### Note
* Instructions have been included for each segment. You do not have to follow them exactly, but they are included to help you think through the steps.

In [462]:
# Dependencies and Setup
import pandas as pd

# setting file, reading and storing as a data_frame
input = "Resources/purchase_data.csv"

purchase_data = pd.read_csv(input)
purchase_data.dtypes

Purchase ID      int64
SN              object
Age              int64
Gender          object
Item ID          int64
Item Name       object
Price          float64
dtype: object

## Player Count

* Display the total number of players


In [449]:
# Uses current df to find unique SN's and save them to player_count_df. Then we find the length of the new df for total players
# This removes all duplicate SN's
player_count = len(purchase_data["SN"].unique())

#Creates total_players df with column "Total Players" with the player count above being the row data
total_players_df = pd.DataFrame({"Total Players": [player_count]})
#Prints df and hides index
total_players_df.style.hide_index()

Total Players
576


## Purchasing Analysis (Total)

* Run basic calculations to obtain number of unique items, average price, etc.
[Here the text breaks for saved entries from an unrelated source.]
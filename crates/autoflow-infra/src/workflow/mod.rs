//! Outbound transports for workflow steps.
//!
//! - `http_client` -- reqwest implementation of the `HttpClient` port
//! - `mail_relay` -- `MailRelay` selection, the HTTP relay and the disabled stand-in
//! - `smtp` -- lettre SMTP implementation of the `MailRelay` port

pub mod http_client;
pub mod mail_relay;
pub mod smtp;
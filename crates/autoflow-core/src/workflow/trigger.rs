//! Webhook trigger dispatch.
//!
//! `WebhookDispatcher` maps an inbound webhook id to exactly one active
//! webhook-triggered workflow, starts its run in the background and returns
//! an acknowledgment right away. The caller never waits for the run.

use std::sync::Arc;

use autoflow_types::error::RepositoryError;
use autoflow_types::workflow::{ExecutionRecord, TriggerKind, Workflow, WorkflowStatus};
use serde::Serialize;
use serde_json::Value;
use tokio::task::JoinHandle;
use uuid::Uuid;

use super::executor::{ExecutionEngine, ExecutorError};
use crate::repository::workflow::WorkflowRepository;

// ---------------------------------------------------------------------------
// Error type
// ---------------------------------------------------------------------------

/// Errors that can occur when resolving a trigger.
#[derive(Debug, thiserror::Error)]
pub enum TriggerError {
    /// No active workflow listens on this webhook id.
    #[error("no active workflow for webhook '{0}'")]
    WebhookNotFound(String),

    /// More than one active workflow listens on this webhook id.
    #[error("webhook '{webhook_id}' matches {count} active workflows")]
    AmbiguousWebhook { webhook_id: String, count: usize },

    #[error(transparent)]
    Repository(#[from] RepositoryError),
}

// ---------------------------------------------------------------------------
// WebhookAck
// ---------------------------------------------------------------------------

/// Immediate response to a webhook call.
#[derive(Debug, Clone, PartialEq, Eq, Serialize)]
#[serde(rename_all = "camelCase")]
pub struct WebhookAck {
    pub workflow_id: Uuid,
    pub workflow_name: String,
    pub message: String,
}

/// An acknowledged dispatch together with the handle of the background run.
pub struct Dispatched {
    pub ack: WebhookAck,
    pub run: JoinHandle<Result<ExecutionRecord, ExecutorError>>,
}

// ---------------------------------------------------------------------------
// WebhookDispatcher
// ---------------------------------------------------------------------------

pub struct WebhookDispatcher<R: WorkflowRepository> {
    repo: Arc<R>,
    engine: ExecutionEngine<R>,
}

impl<R: WorkflowRepository + 'static> WebhookDispatcher<R> {
    pub fn new(repo: Arc<R>, engine: ExecutionEngine<R>) -> Self {
        Self { repo, engine }
    }

    /// Find the single active workflow listening on `webhook_id`.
    pub async fn resolve(&self, webhook_id: &str) -> Result<Workflow, TriggerError> {
        let mut matches: Vec<Workflow> = self
            .repo
            .list_workflows_by_trigger(TriggerKind::Webhook, WorkflowStatus::Active)
            .await?
            .into_iter()
            .filter(|w| w.definition.trigger.webhook_id() == Some(webhook_id))
            .collect();

        match matches.len() {
            0 => Err(TriggerError::WebhookNotFound(webhook_id.to_string())),
            1 => Ok(matches.remove(0)),
            count => Err(TriggerError::AmbiguousWebhook {
                webhook_id: webhook_id.to_string(),
                count,
            }),
        }
    }

    /// Start the matching workflow with `payload` as trigger data.
    pub async fn dispatch(
        &self,
        webhook_id: &str,
        payload: Option<Value>,
    ) -> Result<Dispatched, TriggerError> {
        let workflow = self.resolve(webhook_id).await?;
        tracing::info!(
            webhook_id,
            workflow_id = %workflow.id,
            "webhook received, dispatching workflow"
        );

        let run = self
            .engine
            .spawn(workflow.definition.clone(), workflow.user_id, payload);

        Ok(Dispatched {
            ack: WebhookAck {
                workflow_id: workflow.id,
                workflow_name: workflow.name,
                message: "Workflow triggered".to_string(),
            },
            run,
        })
    }
}

#[cfg(test)]
mod tests {
    use super::*;
    use std::time::Duration;

    use autoflow_types::workflow::ExecutionStatus;
    use serde_json::json;

    use crate::testing::{
        webhook_workflow, FakeHttpClient, InMemoryWorkflowRepository, RecordingMailRelay,
    };
    use crate::workflow::step_runner::{StepOptions, StepRunner};
    use crate::workflow::transform::JexlTransformer;

    fn dispatcher(
        repo: Arc<InMemoryWorkflowRepository>,
        http: Arc<FakeHttpClient>,
    ) -> WebhookDispatcher<InMemoryWorkflowRepository> {
        let runner = StepRunner::standard(
            http,
            Arc::new(RecordingMailRelay::new()),
            Arc::new(JexlTransformer::new()),
            StepOptions {
                http_timeout: Duration::from_secs(5),
                ..StepOptions::default()
            },
        );
        let engine = ExecutionEngine::new(repo.clone(), Arc::new(runner));
        WebhookDispatcher::new(repo, engine)
    }

    #[tokio::test]
    async fn test_resolve_not_found_and_inactive() {
        let repo = Arc::new(InMemoryWorkflowRepository::new());
        repo.insert(webhook_workflow("hook-a", WorkflowStatus::Draft));
        let d = dispatcher(repo, Arc::new(FakeHttpClient::ok(json!({}))));

        assert!(matches!(
            d.resolve("hook-a").await,
            Err(TriggerError::WebhookNotFound(id)) if id == "hook-a"
        ));
        assert!(matches!(
            d.resolve("nope").await,
            Err(TriggerError::WebhookNotFound(_))
        ));
    }

    #[tokio::test]
    async fn test_resolve_ambiguous() {
        let repo = Arc::new(InMemoryWorkflowRepository::new());
        repo.insert(webhook_workflow("shared", WorkflowStatus::Active));
        repo.insert(webhook_workflow("shared", WorkflowStatus::Active));
        let d = dispatcher(repo, Arc::new(FakeHttpClient::ok(json!({}))));

        assert!(matches!(
            d.resolve("shared").await,
            Err(TriggerError::AmbiguousWebhook { count: 2, .. })
        ));
    }

    #[tokio::test]
    async fn test_dispatch_acks_before_run_completes() {
        let repo = Arc::new(InMemoryWorkflowRepository::new());
        let mut wf = webhook_workflow("slow-hook", WorkflowStatus::Active);
        wf.definition.steps = vec![crate::testing::step(
            "call",
            "http_request",
            json!({"url": "https://slow.example.com"}),
        )];
        repo.insert(wf.clone());
        let d = dispatcher(repo.clone(), Arc::new(FakeHttpClient::hanging()));

        let dispatched = d.dispatch("slow-hook", Some(json!({"a": 1}))).await.unwrap();
        assert_eq!(dispatched.ack.workflow_id, wf.id);
        assert_eq!(dispatched.ack.workflow_name, wf.name);

        // The run is still blocked inside the hanging HTTP call.
        tokio::time::sleep(Duration::from_millis(50)).await;
        assert!(!dispatched.run.is_finished());
        let records = repo.executions();
        assert_eq!(records.len(), 1);
        assert_eq!(records[0].status, ExecutionStatus::Running);
        assert_eq!(records[0].trigger_data, json!({"a": 1}));
        dispatched.run.abort();
    }

    #[tokio::test]
    async fn test_dispatch_passes_payload_as_trigger_data() {
        let repo = Arc::new(InMemoryWorkflowRepository::new());
        repo.insert(webhook_workflow("orders", WorkflowStatus::Active));
        let d = dispatcher(repo, Arc::new(FakeHttpClient::ok(json!({}))));

        let dispatched = d
            .dispatch("orders", Some(json!({"items": [3, 4]})))
            .await
            .unwrap();
        let record = dispatched.run.await.unwrap().unwrap();
        assert_eq!(record.status, ExecutionStatus::Completed);
        assert_eq!(
            record.execution_log[0].result,
            Some(json!({"operation": "map", "result": [3, 4]}))
        );
    }
}
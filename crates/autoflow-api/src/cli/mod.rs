//! CLI command definitions for the `autoflow` binary.
//!
//! Uses clap derive macros for argument parsing. Workflow operations live
//! under `autoflow workflow <verb>`.

pub mod scheduler;
pub mod workflow;

use std::path::PathBuf;

use clap::{Parser, Subcommand};
use clap_complete::Shell;

/// Run and schedule automation workflows.
#[derive(Parser)]
#[command(name = "autoflow", version, about, long_about = None)]
#[command(propagate_version = true)]
pub struct Cli {
    /// Output machine-readable JSON instead of styled text.
    #[arg(long, global = true)]
    pub json: bool,

    /// Suppress all output except errors.
    #[arg(long, global = true)]
    pub quiet: bool,

    /// Detailed output (-v for verbose, -vv for debug/trace).
    #[arg(short, long, action = clap::ArgAction::Count, global = true)]
    pub verbose: u8,

    /// Path to config.toml (defaults to <data dir>/config.toml).
    #[arg(long, global = true, env = "AUTOFLOW_CONFIG")]
    pub config: Option<PathBuf>,

    #[command(subcommand)]
    pub command: Commands,
}

#[derive(Subcommand)]
pub enum Commands {
    /// Manage workflows and inspect their runs.
    #[command(alias = "wf")]
    Workflow {
        #[command(subcommand)]
        action: workflow::WorkflowCommand,
    },

    /// Run one scheduler reconciliation pass and print the report.
    Reconcile,

    /// Start the scheduler and the REST API server.
    Serve {
        /// Port to listen on (defaults to the configured port).
        #[arg(short, long)]
        port: Option<u16>,

        /// Host to bind to (defaults to the configured host).
        #[arg(long)]
        host: Option<String>,
    },

    /// Generate shell completions.
    Completions {
        /// Shell to generate completions for.
        shell: Shell,
    },
}
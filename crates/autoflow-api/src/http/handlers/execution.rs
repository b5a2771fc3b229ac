//! Execution record lookup.

use std::time::Instant;

use axum::extract::{Path, State};
use axum::Json;
use uuid::Uuid;

use autoflow_types::workflow::ExecutionRecord;

use crate::http::error::AppError;
use crate::http::response::ApiResponse;
use crate::state::AppState;

/// GET /api/v1/executions/{id}
pub async fn get_execution(
    State(state): State<AppState>,
    Path(id): Path<i64>,
) -> Result<Json<ApiResponse<ExecutionRecord>>, AppError> {
    let start = Instant::now();
    let request_id = Uuid::now_v7().to_string();

    let record = state.workflow_service.get_execution(id).await?;

    let elapsed = start.elapsed().as_millis() as u64;
    let workflow_id = record.workflow_id;
    Ok(Json(
        ApiResponse::success(record, request_id, elapsed)
            .with_link("workflow", &format!("/api/v1/workflows/{workflow_id}")),
    ))
}
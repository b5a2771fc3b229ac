//! Application error type mapping to HTTP status codes and envelope format.

use axum::http::StatusCode;
use axum::response::{IntoResponse, Response};
use axum::Json;

use autoflow_core::workflow::trigger::TriggerError;
use autoflow_types::error::{RepositoryError, WorkflowError};

use crate::http::response::ApiResponse;

/// Application-level error that maps to HTTP responses.
#[derive(Debug)]
pub enum AppError {
    /// Workflow lifecycle errors.
    Workflow(WorkflowError),
    /// Webhook resolution errors.
    Trigger(TriggerError),
    /// Malformed request input.
    Validation(String),
    /// Generic internal error.
    Internal(String),
}

impl From<WorkflowError> for AppError {
    fn from(e: WorkflowError) -> Self {
        AppError::Workflow(e)
    }
}

impl From<TriggerError> for AppError {
    fn from(e: TriggerError) -> Self {
        AppError::Trigger(e)
    }
}

impl AppError {
    fn parts(&self) -> (StatusCode, &'static str, String) {
        match self {
            AppError::Workflow(WorkflowError::NotFound(_)) => {
                (StatusCode::NOT_FOUND, "WORKFLOW_NOT_FOUND", self.message())
            }
            AppError::Workflow(WorkflowError::ExecutionNotFound(_)) => {
                (StatusCode::NOT_FOUND, "EXECUTION_NOT_FOUND", self.message())
            }
            AppError::Workflow(WorkflowError::Validation(_))
            | AppError::Workflow(WorkflowError::NotWebhookTriggered(_)) => {
                (StatusCode::BAD_REQUEST, "VALIDATION_ERROR", self.message())
            }
            AppError::Workflow(WorkflowError::Repository(RepositoryError::Conflict(_))) => {
                (StatusCode::CONFLICT, "CONFLICT", self.message())
            }
            AppError::Workflow(WorkflowError::Repository(_)) => {
                (StatusCode::INTERNAL_SERVER_ERROR, "STORE_ERROR", self.message())
            }
            AppError::Trigger(TriggerError::WebhookNotFound(_)) => {
                (StatusCode::NOT_FOUND, "WEBHOOK_NOT_FOUND", self.message())
            }
            AppError::Trigger(TriggerError::AmbiguousWebhook { .. }) => {
                (StatusCode::CONFLICT, "AMBIGUOUS_WEBHOOK", self.message())
            }
            AppError::Trigger(TriggerError::Repository(_)) => {
                (StatusCode::INTERNAL_SERVER_ERROR, "STORE_ERROR", self.message())
            }
            AppError::Validation(_) => (StatusCode::BAD_REQUEST, "VALIDATION_ERROR", self.message()),
            AppError::Internal(_) => {
                (StatusCode::INTERNAL_SERVER_ERROR, "INTERNAL_ERROR", self.message())
            }
        }
    }

    fn message(&self) -> String {
        match self {
            AppError::Workflow(e) => e.to_string(),
            AppError::Trigger(e) => e.to_string(),
            AppError::Validation(msg) | AppError::Internal(msg) => msg.clone(),
        }
    }
}

impl IntoResponse for AppError {
    fn into_response(self) -> Response {
        let (status, code, message) = self.parts();
        if status.is_server_error() {
            tracing::error!(code, error = %message, "request failed");
        }

        (
            status,
            Json(ApiResponse::error(code, &message, String::new(), 0)),
        )
            .into_response()
    }
}

#[cfg(test)]
mod tests {
    use super::*;

    #[test]
    fn test_status_mapping() {
        let cases = [
            (AppError::from(WorkflowError::NotFound("x".into())), StatusCode::NOT_FOUND),
            (AppError::from(WorkflowError::ExecutionNotFound(4)), StatusCode::NOT_FOUND),
            (AppError::from(WorkflowError::Validation("bad".into())), StatusCode::BAD_REQUEST),
            (
                AppError::from(WorkflowError::NotWebhookTriggered("x".into())),
                StatusCode::BAD_REQUEST,
            ),
            (
                AppError::from(WorkflowError::Repository(RepositoryError::Connection)),
                StatusCode::INTERNAL_SERVER_ERROR,
            ),
            (
                AppError::from(TriggerError::WebhookNotFound("h".into())),
                StatusCode::NOT_FOUND,
            ),
            (
                AppError::from(TriggerError::AmbiguousWebhook {
                    webhook_id: "h".into(),
                    count: 2,
                }),
                StatusCode::CONFLICT,
            ),
        ];
        for (err, expected) in cases {
            assert_eq!(err.parts().0, expected, "{err:?}");
        }
    }

    #[test]
    fn test_error_envelope_body() {
        let response = AppError::Validation("limit must be positive".into()).into_response();
        assert_eq!(response.status(), StatusCode::BAD_REQUEST);
    }
}
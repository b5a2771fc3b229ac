//! autoflow CLI and REST API entry point.
//!
//! Binary name: `autoflow`
//!
//! Parses CLI arguments, initializes tracing, the database, and services,
//! then dispatches to the command handler or starts the server.

mod cli;
mod http;
mod state;

use clap::Parser;
use clap_complete::generate;

use autoflow_observe::tracing_setup::{init_tracing, shutdown_tracing, TracingOptions};
use cli::{Cli, Commands};
use state::AppState;

#[tokio::main]
async fn main() -> anyhow::Result<()> {
    let cli = Cli::parse();

    // Shell completions don't need tracing or app state
    if let Commands::Completions { shell } = &cli.command {
        let mut cmd = <Cli as clap::CommandFactory>::command();
        generate(*shell, &mut cmd, "autoflow", &mut std::io::stdout());
        return Ok(());
    }

    let serving = matches!(cli.command, Commands::Serve { .. });
    let default_filter = if serving && cli.verbose == 0 && !cli.quiet {
        "info"
    } else {
        TracingOptions::filter_for_verbosity(cli.verbose, cli.quiet)
    };
    init_tracing(TracingOptions {
        otel: std::env::var("AUTOFLOW_OTEL").is_ok_and(|v| v == "1" || v == "true"),
        json: cli.json && serving,
        default_filter: default_filter.to_string(),
    })
    .map_err(|e| anyhow::anyhow!("failed to initialize tracing: {e}"))?;

    let state = AppState::init(cli.config.as_deref()).await?;

    let result = match cli.command {
        Commands::Workflow { action } => {
            cli::workflow::handle_workflow_command(action, &state, cli.json).await
        }
        Commands::Reconcile => cli::scheduler::reconcile(&state, cli.json).await,
        Commands::Serve { port, host } => serve(state, host, port).await,
        Commands::Completions { .. } => Ok(()),
    };

    shutdown_tracing();
    result
}

/// Start the scheduler, serve the API, and stop both on shutdown.
async fn serve(state: AppState, host: Option<String>, port: Option<u16>) -> anyhow::Result<()> {
    let host = host.unwrap_or_else(|| state.config.server.host.clone());
    let port = port.unwrap_or(state.config.server.port);
    let addr = format!("{host}:{port}");
    let listener = tokio::net::TcpListener::bind(&addr).await?;

    state.scheduler.start().await?;
    let pending = state.scheduler.pending_jobs().await.len();

    println!(
        "  {} autoflow API listening on {}",
        console::style("⚡").bold(),
        console::style(format!("http://{addr}")).cyan()
    );
    println!("  {} scheduled workflow(s) pending", pending);
    println!("  {}", console::style("Press Ctrl+C to stop").dim());

    let scheduler = state.scheduler.clone();
    let router = http::router::build_router(state);

    axum::serve(listener, router)
        .with_graceful_shutdown(shutdown_signal())
        .await?;

    scheduler.stop().await?;
    println!("\n  Server stopped.");
    Ok(())
}

/// Wait for Ctrl+C or SIGTERM for graceful shutdown.
async fn shutdown_signal() {
    let ctrl_c = async {
        if let Err(e) = tokio::signal::ctrl_c().await {
            tracing::error!(error = %e, "failed to listen for Ctrl+C");
            std::future::pending::<()>().await;
        }
    };

    #[cfg(unix)]
    let terminate = async {
        match tokio::signal::unix::signal(tokio::signal::unix::SignalKind::terminate()) {
            Ok(mut signal) => {
                signal.recv().await;
            }
            Err(e) => {
                tracing::error!(error = %e, "failed to install SIGTERM handler");
                std::future::pending::<()>().await;
            }
        }
    };

    #[cfg(not(unix))]
    let terminate = std::future::pending::<()>();

    tokio::select! {
        _ = ctrl_c => {},
        _ = terminate => {},
    }

    tracing::info!("shutdown signal received");
}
* Create a summary data frame to hold the results


* Optional: give the displayed data cleaner formatting


* Display the summary data frame


In [450]:
# Number of unique items
unique_items = len(purchase_data["Item Name"].unique())
int(unique_items)

# Average price per item
average = purchase_data[{"Price"}].mean()
average_price
average_price.reset_index(drop=True, inplace=True)

# Average age
average_age = purchase_data[{"Age"}].mean()
average_age.reset_index(drop=True, inplace=True)

# Most popular item(s)
most_popular = purchase_data["Item Name"].mode()
most_popular

#Table to sotre above info
analysis_df = pd.DataFrame({"Unique Items": unique_items, "Average Price": average_price,
                            "Average Age": average_age, "Most Popular Item": most_popular})
#Set all float values to 2 decimal places
pd.options.display.float_format = "{:,.2f}".format
analysis_df.style.hide_index()

Unique Items,Average Price,Average Age,Most Popular Item
179,3.05098718,22.71410256,Final Critic


## Gender Demographics

* Percentage and Count of Male Players


* Percentage and Count of Female Players


* Percentage and Count of Other / Non-Disclosed




In [498]:
# Percentage and Count of Males
males = purchase_data.loc[purchase_data["Gender"] == "Male", :]
male_count = len(males["SN"].unique())
male_percentage = "{:.2f}%".format((male_count/player_count*100), 2)
male_percentage

females = purchase_data.loc[purchase_data["Gender"] == "Female", :]
female_count = len(females["SN"].unique())
female_percentage = "{:.2f}%".format((female_count/player_count*100), 2)
female_percentage

other = purchase_data.loc[purchase_data["Gender"] == "Other / Non-Disclosed", :]
other_count = len(other["SN"].unique())
other_percentage = "{:.2f}%".format(((other_count/player_count)*100), 2)
other_percentage

gender_demographic = pd.DataFrame({"Gender": ["Male","Female","Other / Non-Disclosed"],
                                   "Total of Gender": [male_count, female_count, other_count] , 
                                   "Percentage": [male_percentage, female_percentage, other_percentage]})
                                   
gender_demographic.style.hide_index()

Gender,Total of Gender,Percentage
Male,484,84.03%
Female,81,14.06%
Other / Non-Disclosed,11,1.91%



## Purchasing Analysis (Gender)

* Run basic calculations to obtain purchase count, avg. purchase price, avg. purchase total per person etc. by gender




* Create a summary data frame to hold the results


* Optional: give the displayed data cleaner formatting


* Display the summary data frame

In [519]:
# Male, Female, and other gender purchase counts
male_purchase = purchase_data.loc[purchase_data["Gender"] == "Male"]
purchase_count_male = len(male_purchase)

Female_purchase = purchase_data.loc[purchase_data["Gender"] == "Female"]
purchase_count_Female = len(Female_purchase)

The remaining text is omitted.